A study of biologically guided dose painting radiation treatment (BGDP-RT) framework in routine clinic

Abstract

A radiation treatment regimen which incorporates the heterogeneous tumour biological information into the dose optimisation and delivery holds a potential to individualise the radiation treatment that may lead to optimum treatment outcome for a patient. This study explored a framework of biologically guided dose painting radiation treatment (BGDP-RT) for external beam treatment using the volumetric modulated arc therapy modality and the Poisson tumour control probability (TCP) model. The intra-tumour biological heterogeneity (ITBH) was modelled with the radiosensitivity α of varying degrees of heterogeneity that was evaluated in a classification problem employing a basic convolutional neural network model. The effect of ITBH on the Poisson TCP and the D_37 and γ_37 TCP parameters was studied under the uniform and the biologically optimum dose distributions. The biologically based treatment planning (BBTP) was tested within a treatment planning system (TPS) according to the recommendations of the American Association of Physicists in Medicine Task Group Report 166. The relevant normal tissue toxicity of the BBTP plans was evaluated with respect to the Quantitative Analyses of Normal Tissue Effects in the Clinic information. The deliverability of BBTP plans was tested on a C-arm linear accelerator by 2-D detector array fluence measurement.
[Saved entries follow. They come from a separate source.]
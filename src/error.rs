//! Error types for canvasplot operations.

use std::io;
use thiserror::Error;

use crate::axis::AxisIndex;

/// Result type alias using [`Error`].
pub type Result<T> = std::result::Result<T, Error>;

/// Errors that can occur in canvasplot operations.
#[derive(Error, Debug)]
pub enum Error {
    /// I/O error (file operations, etc.).
    #[error("I/O error: {0}")]
    Io(#[from] io::Error),

    /// PNG encoding error.
    #[error("PNG encoding error: {0}")]
    PngEncoding(#[from] png::EncodingError),

    /// Invalid dimensions for a framebuffer or surface.
    #[error("Invalid dimensions: {width}x{height}")]
    InvalidDimensions {
        /// Width value.
        width: u32,
        /// Height value.
        height: u32,
    },

    /// The region leaves no plot area once the gap is removed.
    #[error("Invalid region: {width}x{height} with gap {gap} leaves no plot area")]
    InvalidRegion {
        /// Full region width.
        width: f64,
        /// Full region height.
        height: f64,
        /// Inset reserved for decoration.
        gap: f64,
    },

    /// An axis range that cannot be mapped (`max <= min` or non-finite).
    #[error("Degenerate range on {axis} axis: min {min}, max {max}")]
    DegenerateAxis {
        /// Offending axis.
        axis: AxisIndex,
        /// Lower bound.
        min: f64,
        /// Upper bound.
        max: f64,
    },

    /// Tick spacing that is zero, negative or non-finite.
    #[error("Invalid tick spacing {spacing} on {axis} axis")]
    InvalidTick {
        /// Offending axis.
        axis: AxisIndex,
        /// Rejected spacing.
        spacing: f64,
    },

    /// Data length mismatch between labels and values.
    #[error("Data length mismatch: {labels} labels, {values} values")]
    DataLengthMismatch {
        /// Number of labels.
        labels: usize,
        /// Number of values.
        values: usize,
    },

    /// Empty data provided where non-empty is required.
    #[error("Empty data provided")]
    EmptyData,

    /// Color parsing error.
    #[error("Invalid color: {0}")]
    InvalidColor(String),

    /// A figure with this id is already registered on the canvas.
    #[error("Figure '{0}' is already registered")]
    DuplicateFigure(String),

    /// Rendering error reported by a drawing surface.
    #[error("Rendering error: {0}")]
    Rendering(String),

    /// Malformed figure configuration.
    #[error("Invalid configuration: {0}")]
    Config(String),
}
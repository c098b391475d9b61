//! Raster drawing surface backed by a [`Framebuffer`].

use std::path::Path as FsPath;

use crate::color::Rgba;
use crate::error::Result;
use crate::framebuffer::Framebuffer;
use crate::geometry::{Point, Rect};
use crate::render::{draw_glyphs, fill_polygons, glyph_advance, stroke_polyline};

use super::{DrawingSurface, FontStyle, Path, PathSegment, StrokeStyle};

/// Samples per curve or arc when flattening paths.
const CURVE_STEPS: usize = 24;

/// Surface that rasterizes into an RGBA framebuffer.
///
/// Drawing coordinates are CSS pixels; the framebuffer holds
/// `css size * pixel_ratio` device pixels.
#[derive(Debug, Clone)]
pub struct RasterSurface {
    framebuffer: Framebuffer,
    pixel_ratio: f64,
    background: Rgba,
    path: Path,
}

impl RasterSurface {
    /// Create a surface with a white background at pixel ratio 1.
    ///
    /// # Errors
    ///
    /// Returns an error if either dimension is zero.
    pub fn new(width: u32, height: u32) -> Result<Self> {
        Self::with_pixel_ratio(width, height, 1.0)
    }

    /// Create a surface whose backing store is scaled by `pixel_ratio`.
    ///
    /// # Errors
    ///
    /// Returns an error if the scaled dimensions are zero.
    pub fn with_pixel_ratio(width: u32, height: u32, pixel_ratio: f64) -> Result<Self> {
        let ratio = if pixel_ratio.is_finite() && pixel_ratio > 0.0 { pixel_ratio } else { 1.0 };
        let device_w = (f64::from(width) * ratio).round() as u32;
        let device_h = (f64::from(height) * ratio).round() as u32;
        let mut framebuffer = Framebuffer::new(device_w, device_h)?;
        framebuffer.clear(Rgba::WHITE);
        Ok(Self { framebuffer, pixel_ratio: ratio, background: Rgba::WHITE, path: Path::new() })
    }

    /// Color used by `clear_region`.
    #[must_use]
    pub fn background(mut self, color: Rgba) -> Self {
        self.background = color;
        self.framebuffer.clear(color);
        self
    }

    /// The backing framebuffer.
    #[must_use]
    pub fn framebuffer(&self) -> &Framebuffer {
        &self.framebuffer
    }

    /// Color at a CSS pixel, `None` outside the surface.
    #[must_use]
    pub fn pixel_at(&self, x: f64, y: f64) -> Option<Rgba> {
        if x < 0.0 || y < 0.0 {
            return None;
        }
        let device = self.to_device(Point::new(x, y));
        self.framebuffer.get_pixel(device.x as u32, device.y as u32)
    }

    /// Encode as PNG bytes.
    ///
    /// # Errors
    ///
    /// Returns an error if PNG encoding fails.
    pub fn to_png_bytes(&self) -> Result<Vec<u8>> {
        self.framebuffer.to_png_bytes()
    }

    /// Write a PNG file.
    ///
    /// # Errors
    ///
    /// Returns an error if file creation or PNG encoding fails.
    pub fn write_png<P: AsRef<FsPath>>(&self, path: P) -> Result<()> {
        self.framebuffer.write_png(path)
    }

    fn to_device(&self, p: Point) -> Point {
        Point::new(p.x * self.pixel_ratio, p.y * self.pixel_ratio)
    }

    fn device_polylines(&self) -> Vec<Vec<Point>> {
        self.path
            .flatten(CURVE_STEPS)
            .into_iter()
            .map(|line| line.into_iter().map(|p| self.to_device(p)).collect())
            .collect()
    }

    fn device_rect(&self, rect: Rect) -> Vec<Point> {
        let tl = self.to_device(Point::new(rect.left(), rect.top()));
        let br = self.to_device(Point::new(rect.right(), rect.bottom()));
        vec![tl, Point::new(br.x, tl.y), br, Point::new(tl.x, br.y)]
    }
}

impl DrawingSurface for RasterSurface {
    fn pixel_ratio(&self) -> f64 {
        self.pixel_ratio
    }

    fn draw_line(&mut self, from: Point, to: Point, stroke: &StrokeStyle) {
        let points = [self.to_device(from), self.to_device(to)];
        stroke_polyline(&mut self.framebuffer, &points, stroke.width * self.pixel_ratio, stroke.color);
    }

    fn fill_text(&mut self, text: &str, origin: Point, font: &FontStyle) {
        let origin = self.to_device(origin);
        draw_glyphs(&mut self.framebuffer, text, origin, font.size * self.pixel_ratio, font.color);
    }

    fn fill_rect(&mut self, rect: Rect, color: Rgba) {
        let corners = self.device_rect(rect);
        fill_polygons(&mut self.framebuffer, &[corners], color);
    }

    fn measure_text_width(&self, text: &str, font: &FontStyle) -> f64 {
        text.chars().count() as f64 * glyph_advance(font.size)
    }

    fn clear_region(&mut self, bound: Rect) {
        let tl = self.to_device(Point::new(bound.left(), bound.top()));
        let br = self.to_device(Point::new(bound.right(), bound.bottom()));
        let x = tl.x.floor().max(0.0) as u32;
        let y = tl.y.floor().max(0.0) as u32;
        let w = (br.x.ceil() - f64::from(x)).max(0.0) as u32;
        let h = (br.y.ceil() - f64::from(y)).max(0.0) as u32;
        self.framebuffer.fill_rect(x, y, w, h, self.background);
    }

    fn begin_path(&mut self) {
        self.path.clear();
    }

    fn move_to(&mut self, to: Point) {
        self.path.push(PathSegment::MoveTo(to));
    }

    fn line_to(&mut self, to: Point) {
        self.path.push(PathSegment::LineTo(to));
    }

    fn quadratic_curve_to(&mut self, control: Point, to: Point) {
        self.path.push(PathSegment::QuadTo { control, to });
    }

    fn bezier_curve_to(&mut self, c1: Point, c2: Point, to: Point) {
        self.path.push(PathSegment::CubicTo { c1, c2, to });
    }

    fn arc(&mut self, center: Point, radius: f64, start_angle: f64, end_angle: f64) {
        self.path.push(PathSegment::Arc { center, radius, start: start_angle, end: end_angle });
    }

    fn close_path(&mut self) {
        self.path.push(PathSegment::Close);
    }

    fn stroke(&mut self, stroke: &StrokeStyle) {
        let width = stroke.width * self.pixel_ratio;
        for line in self.device_polylines() {
            stroke_polyline(&mut self.framebuffer, &line, width, stroke.color);
        }
    }

    fn fill(&mut self, color: Rgba) {
        let rings = self.device_polylines();
        fill_polygons(&mut self.framebuffer, &rings, color);
    }
}

#[cfg(test)]
mod tests {
    use super::*;
    use std::f64::consts::TAU;

    #[test]
    fn test_pixel_ratio_scales_backing_store() {
        let surface = RasterSurface::with_pixel_ratio(100, 50, 2.0).unwrap();
        assert_eq!(surface.framebuffer().width(), 200);
        assert_eq!(surface.framebuffer().height(), 100);
        assert_eq!(surface.pixel_ratio(), 2.0);
    }

    #[test]
    fn test_invalid_ratio_falls_back_to_one() {
        let surface = RasterSurface::with_pixel_ratio(10, 10, f64::NAN).unwrap();
        assert_eq!(surface.framebuffer().width(), 10);
    }

    #[test]
    fn test_fill_rect_and_clear_region() {
        let mut surface = RasterSurface::new(50, 50).unwrap();
        surface.fill_rect(Rect::new(0.0, 0.0, 50.0, 50.0), Rgba::RED);
        surface.clear_region(Rect::new(10.0, 10.0, 10.0, 10.0));
        assert_eq!(surface.pixel_at(15.0, 15.0), Some(Rgba::WHITE));
        assert_eq!(surface.pixel_at(30.0, 30.0), Some(Rgba::RED));
    }

    #[test]
    fn test_filled_circle_path() {
        let mut surface = RasterSurface::new(60, 60).unwrap();
        surface.begin_path();
        surface.arc(Point::new(30.0, 30.0), 20.0, 0.0, TAU);
        surface.close_path();
        surface.fill(Rgba::BLUE);
        assert_eq!(surface.pixel_at(30.0, 30.0), Some(Rgba::BLUE));
        assert_eq!(surface.pixel_at(2.0, 2.0), Some(Rgba::WHITE));
    }

    #[test]
    fn test_draw_line_scaled() {
        let mut surface = RasterSurface::with_pixel_ratio(20, 20, 2.0).unwrap();
        surface.draw_line(Point::new(0.0, 10.0), Point::new(20.0, 10.0), &StrokeStyle::new(Rgba::BLACK, 1.0));
        // Two device pixels wide at ratio 2.
        assert_ne!(surface.framebuffer().get_pixel(20, 20), Some(Rgba::WHITE));
    }

    #[test]
    fn test_png_output() {
        let surface = RasterSurface::new(8, 8).unwrap();
        let bytes = surface.to_png_bytes().unwrap();
        assert_eq!(&bytes[1..4], b"PNG");
    }
}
The feasibility of BGDP-RT dose optimisation was explored within a research TPS for the dose painting by contours and the dose painting by numbers techniques. The uncertainty in BGDP-RT was studied in terms of multi-leaf collimator leaf positional error (MLCPE) estimated from the detector output measurement and the related changes in the generalised equivalent uniform dose to targets and the dose to organs at risk reported in the literature. The BBTP and dose delivery may be feasible with an application of a validated dose response model and the precision radiation treatment based on patient and tumour specific biological information.